'The Devil Next Door' relates the 1980s trial of an Ohio grandfather (originally from Ukraine) in Israel. John Demjanjuk was accused of being Ivan the Terrible, an infamous Nazi death camp guard who committed terrible atrocities.

'The Devil Next Door' is the latest true crime drama series from Netflix; its other forays in the genre including 'The Keepers', 'The Disappearance of Madeleine McCann', and 'Conversations with a Killer: The Ted Bundy Tapes'. There was also of course arguably the pinnacle example for Netflix, 'Making a Murderer'. And in fact initially the series recalls the latter in putting you initially on side with the accused. But then how it concludes is quite the opposite.

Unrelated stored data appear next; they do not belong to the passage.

//! Document handles for generated native artifacts.
//!
//! [`XmlDocument`] is an owned element tree read and written with
//! `quick-xml`; [`PlistDocument`] wraps a `plist` dictionary. Both load from
//! and save to a [`appcfg_fs::NormalizedPath`] and expose get/set/children
//! operations for the patchers.

pub mod error;
pub mod plist_doc;
pub mod xml;

pub use error::{Error, Result};
pub use plist_doc::PlistDocument;
pub use xml::{XmlDocument, XmlElement, XmlNode};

We learn details of the crimes of Ivan the Terrible from the outset. He committed horrific crimes, torturing victims in their final moments, and was particularly brutal to women and children. It's impossible to not be moved by the cruelty and tragedy of these crimes of the Holocaust - episode one ends with a victim of the epoch telling the heart-breaking story of how he lost his daughter during the extermination.

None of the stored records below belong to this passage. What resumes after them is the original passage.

//! Fixed relative paths of a host project
//!
//! Every path the engine reads or writes is derived from a [`ProjectLayout`].
//! Defaults match a stock project; `.appcfg/layout.toml` may override them.

use serde::{Deserialize, Serialize};

use crate::{ConfigStore, NormalizedPath, Result};

/// Location of the optional layout override file, relative to the project root.
pub const LAYOUT_OVERRIDE_FILE: &str = ".appcfg/layout.toml";

/// Relative paths and recognized basenames, all overridable.
#[derive(Debug, Clone, PartialEq, Eq, Serialize, Deserialize)]
#[serde(default)]
pub struct LayoutConfig {
    /// Root scanned for candidate config files
    pub assets_root: String,
    /// Basename of the structured-text config file
    pub structured_text_basename: String,
    /// Basename of the property-list config file
    pub property_list_basename: String,
    /// Android application manifest
    pub manifest: String,
    /// Android string resources generated from the structured-text config
    pub values_resource: String,
    /// Desktop config written into streaming assets
    pub desktop_config: String,
    /// Per-feature settings store
    pub settings: String,
    /// Application-info property list, relative to the generated native project
    pub info_plist: String,
    /// Entitlements property list, relative to the generated native project
    pub entitlements: String,
}

impl Default for LayoutConfig {
    fn default() -> Self {
        Self {
            assets_root: "Assets".into(),
            structured_text_basename: "google-services.json".into(),
            property_list_basename: "GoogleService-Info.plist".into(),
            manifest: "Assets/Plugins/Android/AndroidManifest.xml".into(),
            values_resource: "Assets/Plugins/Android/AppConfig.androidlib/res/values/google-services.xml"
                .into(),
            desktop_config: "Assets/StreamingAssets/google-services-desktop.json".into(),
            settings: "ProjectSettings/AppConfigFeatures.toml".into(),
            info_plist: "Info.plist".into(),
            entitlements: "Unity-iPhone/Unity-iPhone.entitlements".into(),
        }
    }
}

/// A project root paired with its layout.
#[derive(Debug, Clone)]
pub struct ProjectLayout {
    root: NormalizedPath,
    config: LayoutConfig,
}

impl ProjectLayout {
    /// Layout with default paths.
    pub fn new(root: impl Into<NormalizedPath>) -> Self {
        Self::with_config(root, LayoutConfig::default())
    }

    pub fn with_config(root: impl Into<NormalizedPath>, config: LayoutConfig) -> Self {
        Self {
            root: root.into(),
            config,
        }
    }

    /// Load the layout for `root`, applying `.appcfg/layout.toml` if present.
    pub fn load(root: impl Into<NormalizedPath>) -> Result<Self> {
        let root = root.into();
        let config: LayoutConfig =
            ConfigStore::new().load_or_default(&root.join(LAYOUT_OVERRIDE_FILE))?;
        Ok(Self { root, config })
    }

    pub fn root(&self) -> &NormalizedPath {
        &self.root
    }

    pub fn config(&self) -> &LayoutConfig {
        &self.config
    }

    pub fn assets_root(&self) -> NormalizedPath {
        self.root.join(&self.config.assets_root)
    }

    pub fn manifest_path(&self) -> NormalizedPath {
        self.root.join(&self.config.manifest)
    }

    pub fn values_resource_path(&self) -> NormalizedPath {
        self.root.join(&self.config.values_resource)
    }

    pub fn desktop_config_path(&self) -> NormalizedPath {
        self.root.join(&self.config.desktop_config)
    }

    pub fn settings_path(&self) -> NormalizedPath {
        self.root.join(&self.config.settings)
    }

    pub fn structured_text_basename(&self) -> &str {
        &self.config.structured_text_basename
    }

    pub fn property_list_basename(&self) -> &str {
        &self.config.property_list_basename
    }

    /// Whether a path names one of the recognized config basenames.
    pub fn is_candidate(&self, path: &NormalizedPath) -> bool {
        path.has_file_name(self.structured_text_basename())
            || path.has_file_name(self.property_list_basename())
    }

    /// Application-info property list inside a generated native project.
    pub fn info_plist_in(&self, native_project: &NormalizedPath) -> NormalizedPath {
        native_project.join(&self.config.info_plist)
    }

    /// Entitlements property list inside a generated native project.
    pub fn entitlements_in(&self, native_project: &NormalizedPath) -> NormalizedPath {
        native_project.join(&self.config.entitlements)
    }
}
use tracing_subscriber::{EnvFilter, fmt, prelude::*};

/// Install the global tracing subscriber for a host process.
///
/// The level comes from `RUST_LOG`, defaulting to `info`. Fails if a
/// subscriber is already installed.
pub fn init() -> Result<(), Box<dyn std::error::Error + Send + Sync>> {
    let fmt_layer = fmt::layer()
        .with_target(true)
        .with_level(true)
        .with_writer(std::io::stderr)
        .compact();

    let filter_layer = EnvFilter::try_from_default_env().or_else(|_| EnvFilter::try_new("info"))?;

    tracing_subscriber::registry()
        .with(filter_layer)
        .with(fmt_layer)
        .try_init()?;

    Ok(())
}

#[cfg(test)]
mod tests {
    use super::*;

    #[test]
    fn second_init_fails_instead_of_panicking() {
        let _ = init();
        assert!(init().is_err());

        tracing::info!(feature = "analytics", "logging initialized");
    }
}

'The Devil Next Door' moves quickly in its editing and pacing, effectively divulging how Demjanjuk's trial became a media frenzy and the effects it had on his family. The case was so much more than a trial of one man's guilt. For Jewish people watching, it was a reckoning with the past and opportunity for justice and revenge. The Holocaust victims' testimonials make for an emotional and prominent element of the trial; however the doc also readily acknowledges that due to their age and nature of their PTSD, the accounts aren't always reliable. Then there's Demjanjak's deadpan face as he hears their stories. Is he so coolly detached from humanity, or has he been advised that showing emotion would imply guilt?

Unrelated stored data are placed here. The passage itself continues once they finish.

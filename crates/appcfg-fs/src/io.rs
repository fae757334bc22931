//! Atomic I/O operations with file locking

use std::fs::{self, OpenOptions};
use std::io::Write;

use fs2::FileExt;

use crate::{Error, NormalizedPath, Result};

/// Write content atomically to a file with locking.
///
/// Content goes to a sibling temp file which is renamed over the target,
/// so readers never observe a partially written artifact.
pub fn write_atomic(path: &NormalizedPath, content: &[u8]) -> Result<()> {
    let native_path = path.to_native();

    if let Some(parent) = native_path.parent() {
        fs::create_dir_all(parent).map_err(|e| Error::io(parent, e))?;
    }

    // Same directory keeps the rename on one filesystem
    let temp_name = format!(
        ".{}.{}.tmp",
        native_path
            .file_name()
            .map(|n| n.to_string_lossy())
            .unwrap_or_default(),
        std::process::id()
    );
    let temp_path = native_path.with_file_name(&temp_name);

    let mut temp_file = OpenOptions::new()
        .write(true)
        .create(true)
        .truncate(true)
        .open(&temp_path)
        .map_err(|e| Error::io(&temp_path, e))?;

    temp_file.lock_exclusive().map_err(|_| Error::LockFailed {
        path: native_path.clone(),
    })?;

    temp_file
        .write_all(content)
        .map_err(|e| Error::io(&temp_path, e))?;
    temp_file.sync_all().map_err(|e| Error::io(&temp_path, e))?;

    temp_file.unlock().map_err(|_| Error::LockFailed {
        path: native_path.clone(),
    })?;

    fs::rename(&temp_path, &native_path).map_err(|e| Error::io(&native_path, e))?;

    Ok(())
}

/// Read text content from a file.
pub fn read_text(path: &NormalizedPath) -> Result<String> {
    let native_path = path.to_native();
    fs::read_to_string(&native_path).map_err(|e| Error::io(&native_path, e))
}

/// Write text content to a file atomically.
pub fn write_text(path: &NormalizedPath, content: &str) -> Result<()> {
    write_atomic(path, content.as_bytes())
}

/// Write text only when it differs from what is already on disk.
///
/// Returns `true` when the file was written.
pub fn write_text_if_changed(path: &NormalizedPath, content: &str) -> Result<bool> {
    if path.is_file() && read_text(path)? == content {
        return Ok(false);
    }
    write_text(path, content)?;
    Ok(true)
}

/// Copy `from` over `to`, creating parent directories as needed.
///
/// The destination is always overwritten.
pub fn copy_file(from: &NormalizedPath, to: &NormalizedPath) -> Result<()> {
    let bytes = fs::read(from.to_native()).map_err(|source| Error::Copy {
        from: from.to_native(),
        to: to.to_native(),
        source,
    })?;
    write_atomic(to, &bytes).map_err(|e| match e {
        Error::Io { source, .. } => Error::Copy {
            from: from.to_native(),
            to: to.to_native(),
            source,
        },
        other => other,
    })?;
    tracing::debug!(from = %from, to = %to, "Copied file");
    Ok(())
}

It's a complex case and one feels pathos for all involved. Interestingly the lawyers and other individuals on both sides of the case are as firm in their beliefs and as sharp and convincing as the other. Yoram Sheftel, the Israeli defense attorney, makes for the most fascinating interview subject, being quite a cocky, eccentric individual. But to say he makes a more convincing argument than Israeli state prosecutor Eli Gabay would be incorrect. That's worth praising on the part of the documentarians, that they give both sides screen time and don't go down on one side.

The Devil Next Door poster

At five episodes long, 'The Devil Next Door' doesn't make the same mistake as other Netflix true crime series do; it doesn't overstay its welcome. It also does well to time its twists at the end of each episode so you'll easily wind up binging it in one sitting. The emotion of the case - the sorrow, the frustration, the rage - is tangible and stays with you long afterwards. Notably the ending opens up a whole other perspective on the events that you never even thought of. It relates to the question of exactly what Ivan Demjanjuk is guilty of - and its answer is just why the conclusion could be more frightening than 'The Ted Bundy Tapes'.

'The Devil Next Door' is streaming on Netflix now.